[EXERCISE PROMPT] The answer must consist of every line in the data that contains "filter".

[Stored data]
______________________________
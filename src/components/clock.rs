use chrono::Utc;
use dioxus::prelude::*;

use crate::clock::angles::HandKind;
use crate::clock::color::ThemeColors;
use crate::clock::face::ClockFace;
use crate::clock::scheduler::{ClockScheduler, SchedulerConfig};
use crate::hooks::use_ticker;
use crate::shared::types::ClockOptions;

// gap between the rim and the outer end of a tick
const TICK_INSET: f64 = 0.02;

fn rotate(angle: f64, c: f64) -> String {
    format!("rotate({angle:.2} {c} {c})")
}

/// Analog clock drawn as one SVG.
#[allow(non_snake_case)]
#[component]
pub fn Clock(#[props(default)] options: ClockOptions, #[props(default)] class: String) -> Element {
    let config = SchedulerConfig {
        running: options.running,
        value: options.value.clone(),
        behavior: options.second_hand_behavior,
    };
    let mut scheduler = use_signal({
        let config = config.clone();
        move || ClockScheduler::new(config, Utc::now())
    });
    let mut now = use_signal(Utc::now);
    let ticker = use_ticker();

    // running flag, value or second-hand behavior changed: swap the timer
    use_effect(use_reactive((&config,), move |(config,)| {
        let at = Utc::now();
        let plan = scheduler.write().configure(config, at);
        now.set(at);
        ticker.install(plan, move || now.set(Utc::now()));
    }));

    let instant = scheduler.read().displayed_instant(now());
    let face = ClockFace::compute(&options, instant, &ThemeColors);

    let size = face.size;
    let c = face.radius;
    let inset = size * TICK_INSET;
    let face_fill = face
        .face_color
        .clone()
        .unwrap_or_else(|| "var(--clock-face)".to_string());

    let ticks = face.ticks.iter().filter(|t| t.visible).map(|tick| {
        let style = face.tick_style(tick.kind);
        (
            format!("{:?}-{}", tick.kind, tick.index),
            inset + style.length,
            style.clone(),
            rotate(tick.angle, c),
        )
    });
    let hands = face.hands.iter().filter(|h| h.visible).map(|hand| {
        let tail = if hand.kind == HandKind::Second {
            c + face.counterweight
        } else {
            c
        };
        (hand.clone(), c - hand.length, tail, rotate(hand.angle, c))
    });
    let second = face.hand(HandKind::Second).filter(|h| h.visible).cloned();
    let second_transform = second.as_ref().map(|h| rotate(h.angle, c)).unwrap_or_default();
    let counterweight_tip = c + face.counterweight;
    let center_radius = face.center_dot / 2.0;

    rsx! {
        div { class: "dial-clock {class}", style: "width:{size}px;height:{size}px",
            svg { width: "{size}", height: "{size}", view_box: "0 0 {size} {size}",
                circle { class: "dial-clock-face", cx: "{c}", cy: "{c}", r: "{c}", fill: "{face_fill}" }

                for (key, y2, style, transform) in ticks {
                    line {
                        key: "{key}",
                        x1: "{c}", y1: "{inset}", x2: "{c}", y2: "{y2}",
                        stroke: "{style.color}",
                        stroke_width: "{style.width}",
                        opacity: "{style.opacity}",
                        transform: "{transform}",
                    }
                }

                for arc in face.arcs.iter() {
                    path {
                        key: "{arc.hand.name()}-arc",
                        class: "dial-clock-arc",
                        d: "{arc.geometry.path}",
                        fill: "{arc.color}",
                        opacity: "{arc.opacity}",
                    }
                }

                for label in face.numbers.iter() {
                    text {
                        key: "n{label.placement.value}",
                        class: "dial-clock-number",
                        x: "{label.placement.x:.3}",
                        y: "{label.placement.y:.3}",
                        text_anchor: "middle",
                        dominant_baseline: "central",
                        font_size: "{face.number_font_size}",
                        fill: "{label.color}",
                        opacity: "{label.opacity}",
                        "{label.placement.value}"
                    }
                }

                for (hand, tip, tail, transform) in hands {
                    line {
                        key: "{hand.kind.name()}",
                        class: "dial-clock-hand dial-clock-hand-{hand.kind.name()}",
                        x1: "{c}", y1: "{tail}", x2: "{c}", y2: "{tip}",
                        stroke: "{hand.color}",
                        stroke_width: "{hand.thickness}",
                        stroke_linecap: "round",
                        opacity: "{hand.opacity}",
                        transform: "{transform}",
                    }
                }

                if let Some(second) = second {
                    line {
                        class: "dial-clock-counterweight",
                        x1: "{c}", y1: "{c}", x2: "{c}", y2: "{counterweight_tip}",
                        stroke: "{second.color}",
                        stroke_width: "{face.counterweight_thickness}",
                        stroke_linecap: "round",
                        opacity: "{second.opacity}",
                        transform: "{second_transform}",
                    }
                    circle {
                        class: "dial-clock-center",
                        cx: "{c}", cy: "{c}", r: "{center_radius}",
                        fill: "{second.color}",
                        opacity: "{second.opacity}",
                    }
                }
            }
        }
    }
}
______________________________
[OUTPUT BELOW]
    let ticks = face.ticks.iter().filter(|t| t.visible).map(|tick| {
    let hands = face.hands.iter().filter(|h| h.visible).map(|hand| {
    let second = face.hand(HandKind::Second).filter(|h| h.visible).cloned();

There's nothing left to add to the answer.